→ INSTRUCTIONS FOR THE TASK:
Your response should consist of the records, reproduced exactly.

→ MATERIAL SUPPLIED:
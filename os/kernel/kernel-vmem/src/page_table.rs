//! # Page Tables
//!
//! A page table is one 4 KiB frame holding 512 entries of 8 bytes. All four
//! levels share the layout; what an entry means depends on the level it is
//! read at (see [`PageEntry::is_leaf_at`]).
//!
//! ```text
//! | 47‒39 | 38‒30 | 29‒21 | 20‒12 | 11‒0   |
//! |  PML4 |  PDPT |   PD  |   PT  | Offset |
//! ```
//!
//! Entries are stored as [`AtomicU64`] so that a walker on another core never
//! observes a torn entry. Every update is a single aligned store.

mod entry;

pub use entry::PageEntry;

use core::sync::atomic::{AtomicU64, Ordering};
use kernel_memory_addresses::VirtualAddress;

/// Number of entries per table at every level.
pub const ENTRIES_PER_TABLE: usize = 512;

/// A level of the 4-level hierarchy, numbered from the leaf up.
#[repr(u8)]
#[derive(Copy, Clone, Debug, Eq, PartialEq, Ord, PartialOrd, Hash)]
pub enum TableLevel {
    /// Page Table; entries map 4 KiB pages.
    Pt = 1,
    /// Page Directory; entries map 2 MiB pages or point to a PT.
    Pd = 2,
    /// Page Directory Pointer Table; entries map 1 GiB pages or point to a PD.
    Pdpt = 3,
    /// Page Map Level 4; the root, entries point to a PDPT.
    Pml4 = 4,
}

impl TableLevel {
    /// All levels in walk order, root first.
    pub const TOP_DOWN: [Self; 4] = [Self::Pml4, Self::Pdpt, Self::Pd, Self::Pt];

    /// Position counted from the leaf level (PT = 1).
    #[inline]
    #[must_use]
    pub const fn depth(self) -> u32 {
        self as u32
    }

    /// Bit position of this level's index inside a virtual address.
    #[inline]
    #[must_use]
    pub const fn shift(self) -> u32 {
        12 + 9 * (self.depth() - 1)
    }

    /// Bytes of virtual address space covered by one entry at this level.
    #[inline]
    #[must_use]
    pub const fn coverage(self) -> u64 {
        1 << self.shift()
    }

    /// The index of the entry at this level translating `va`.
    #[inline]
    #[must_use]
    pub const fn index_of(self, va: VirtualAddress) -> TableIndex {
        TableIndex::masked(va.as_u64() >> self.shift())
    }

    /// The level a non-leaf entry at this level points to.
    #[inline]
    #[must_use]
    pub const fn lower(self) -> Option<Self> {
        match self {
            Self::Pml4 => Some(Self::Pdpt),
            Self::Pdpt => Some(Self::Pd),
            Self::Pd => Some(Self::Pt),
            Self::Pt => None,
        }
    }

    #[must_use]
    pub const fn name(self) -> &'static str {
        match self {
            Self::Pml4 => "PML4",
            Self::Pdpt => "PDPT",
            Self::Pd => "PD",
            Self::Pt => "PT",
        }
    }
}

/// Index of an entry inside a table; always in `0..512`.
#[derive(Copy, Clone, Debug, Eq, PartialEq, Ord, PartialOrd, Hash)]
pub struct TableIndex(u16);

impl TableIndex {
    /// Checked constructor.
    #[inline]
    #[must_use]
    pub const fn new(index: u16) -> Option<Self> {
        if (index as usize) < ENTRIES_PER_TABLE {
            Some(Self(index))
        } else {
            None
        }
    }

    /// Keeps the low 9 bits of `value`.
    #[inline]
    #[must_use]
    #[allow(clippy::cast_possible_truncation)]
    pub const fn masked(value: u64) -> Self {
        Self((value & 0x1FF) as u16)
    }

    #[inline]
    #[must_use]
    pub const fn get(self) -> u16 {
        self.0
    }

    #[inline]
    #[must_use]
    pub const fn as_usize(self) -> usize {
        self.0 as usize
    }

    /// Every index of a table, in ascending order.
    pub fn all() -> impl Iterator<Item = Self> {
        (0..ENTRIES_PER_TABLE).map(|i| Self::masked(i as u64))
    }
}

/// One page-table frame of any level.
#[repr(C, align(4096))]
pub struct PageTable {
    entries: [AtomicU64; ENTRIES_PER_TABLE],
}

const _: () = assert!(size_of::<PageTable>() == 4096);

impl PageTable {
    /// A table with every entry not-present.
    #[must_use]
    pub const fn zeroed() -> Self {
        Self {
            entries: [const { AtomicU64::new(0) }; ENTRIES_PER_TABLE],
        }
    }

    /// Reads the entry at `index`.
    #[inline]
    #[must_use]
    pub fn entry(&self, index: TableIndex) -> PageEntry {
        PageEntry::from_bits(self.entries[index.as_usize()].load(Ordering::Acquire))
    }

    /// Replaces the entry at `index` with a single store.
    #[inline]
    pub fn set_entry(&self, index: TableIndex, entry: PageEntry) {
        self.entries[index.as_usize()].store(entry.into_bits(), Ordering::Release);
    }

    /// Marks every entry not-present.
    pub fn clear(&self) {
        for e in &self.entries {
            e.store(0, Ordering::Release);
        }
    }

    /// Iterates over the present entries and their indices.
    pub fn present_entries(&self) -> impl Iterator<Item = (TableIndex, PageEntry)> + '_ {
        TableIndex::all()
            .map(|i| (i, self.entry(i)))
            .filter(|(_, e)| e.present())
    }
}

impl Default for PageTable {
    fn default() -> Self {
        Self::zeroed()
    }
}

→ RESULT:
filename os/kernel/kernel-vmem/src/page_table.rs
//! # Page Tables
//!
//! A page table is one 4 KiB frame holding 512 entries of 8 bytes. All four
//! levels share the layout; what an entry means depends on the level it is
//! read at (see [`PageEntry::is_leaf_at`]).
//!
//! ```text
//! | 47‒39 | 38‒30 | 29‒21 | 20‒12 | 11‒0   |
//! |  PML4 |  PDPT |   PD  |   PT  | Offset |
//! ```
//!
//! Entries are stored as [`AtomicU64`] so that a walker on another core never
//! observes a torn entry. Every update is a single aligned store.

mod entry;

pub use entry::PageEntry;

use core::sync::atomic::{AtomicU64, Ordering};
use kernel_memory_addresses::VirtualAddress;

/// Number of entries per table at every level.
pub const ENTRIES_PER_TABLE: usize = 512;

/// A level of the 4-level hierarchy, numbered from the leaf up.
#[repr(u8)]
#[derive(Copy, Clone, Debug, Eq, PartialEq, Ord, PartialOrd, Hash)]
pub enum TableLevel {
    /// Page Table; entries map 4 KiB pages.
    Pt = 1,
    /// Page Directory; entries map 2 MiB pages or point to a PT.
    Pd = 2,
    /// Page Directory Pointer Table; entries map 1 GiB pages or point to a PD.
    Pdpt = 3,
    /// Page Map Level 4; the root, entries point to a PDPT.
    Pml4 = 4,
}

impl TableLevel {
    /// All levels in walk order, root first.
    pub const TOP_DOWN: [Self; 4] = [Self::Pml4, Self::Pdpt, Self::Pd, Self::Pt];

    /// Position counted from the leaf level (PT = 1).
    #[inline]
    #[must_use]
    pub const fn depth(self) -> u32 {
        self as u32
    }

    /// Bit position of this level's index inside a virtual address.
    #[inline]
    #[must_use]
    pub const fn shift(self) -> u32 {
        12 + 9 * (self.depth() - 1)
    }

    /// Bytes of virtual address space covered by one entry at this level.
    #[inline]
    #[must_use]
    pub const fn coverage(self) -> u64 {
        1 << self.shift()
    }

    /// The index of the entry at this level translating `va`.
    #[inline]
    #[must_use]
    pub const fn index_of(self, va: VirtualAddress) -> TableIndex {
        TableIndex::masked(va.as_u64() >> self.shift())
    }

    /// The level a non-leaf entry at this level points to.
    #[inline]
    #[must_use]
    pub const fn lower(self) -> Option<Self> {
        match self {
            Self::Pml4 => Some(Self::Pdpt),
            Self::Pdpt => Some(Self::Pd),
            Self::Pd => Some(Self::Pt),
            Self::Pt => None,
        }
    }

    #[must_use]
    pub const fn name(self) -> &'static str {
        match self {
            Self::Pml4 => "PML4",
            Self::Pdpt => "PDPT",
            Self::Pd => "PD",
            Self::Pt => "PT",
        }
    }
}

/// Index of an entry inside a table; always in `0..512`.
#[derive(Copy, Clone, Debug, Eq, PartialEq, Ord, PartialOrd, Hash)]
pub struct TableIndex(u16);

impl TableIndex {
    /// Checked constructor.
    #[inline]
    #[must_use]
    pub const fn new(index: u16) -> Option<Self> {
        if (index as usize) < ENTRIES_PER_TABLE {
            Some(Self(index))
        } else {
            None
        }
    }

    /// Keeps the low 9 bits of `value`.
    #[inline]
    #[must_use]
    #[allow(clippy::cast_possible_truncation)]
    pub const fn masked(value: u64) -> Self {
        Self((value & 0x1FF) as u16)
    }

    #[inline]
    #[must_use]
    pub const fn get(self) -> u16 {
        self.0
    }

    #[inline]
    #[must_use]
    pub const fn as_usize(self) -> usize {
        self.0 as usize
    }

    /// Every index of a table, in ascending order.
    pub fn all() -> impl Iterator<Item = Self> {
        (0..ENTRIES_PER_TABLE).map(|i| Self::masked(i as u64))
    }
}

/// One page-table frame of any level.
#[repr(C, align(4096))]
pub struct PageTable {
    entries: [AtomicU64; ENTRIES_PER_TABLE],
}

const _: () = assert!(size_of::<PageTable>() == 4096);

impl PageTable {
    /// A table with every entry not-present.
    #[must_use]
    pub const fn zeroed() -> Self {
        Self {
            entries: [const { AtomicU64::new(0) }; ENTRIES_PER_TABLE],
        }
    }

    /// Reads the entry at `index`.
    #[inline]
    #[must_use]
    pub fn entry(&self, index: TableIndex) -> PageEntry {
        PageEntry::from_bits(self.entries[index.as_usize()].load(Ordering::Acquire))
    }

    /// Replaces the entry at `index` with a single store.
    #[inline]
    pub fn set_entry(&self, index: TableIndex, entry: PageEntry) {
        self.entries[index.as_usize()].store(entry.into_bits(), Ordering::Release);
    }

    /// Marks every entry not-present.
    pub fn clear(&self) {
        for e in &self.entries {
            e.store(0, Ordering::Release);
        }
    }

    /// Iterates over the present entries and their indices.
    pub fn present_entries(&self) -> impl Iterator<Item = (TableIndex, PageEntry)> + '_ {
        TableIndex::all()
            .map(|i| (i, self.entry(i)))
            .filter(|(_, e)| e.present())
    }
}

impl Default for PageTable {
    fn default() -> Self {
        Self::zeroed()
    }
}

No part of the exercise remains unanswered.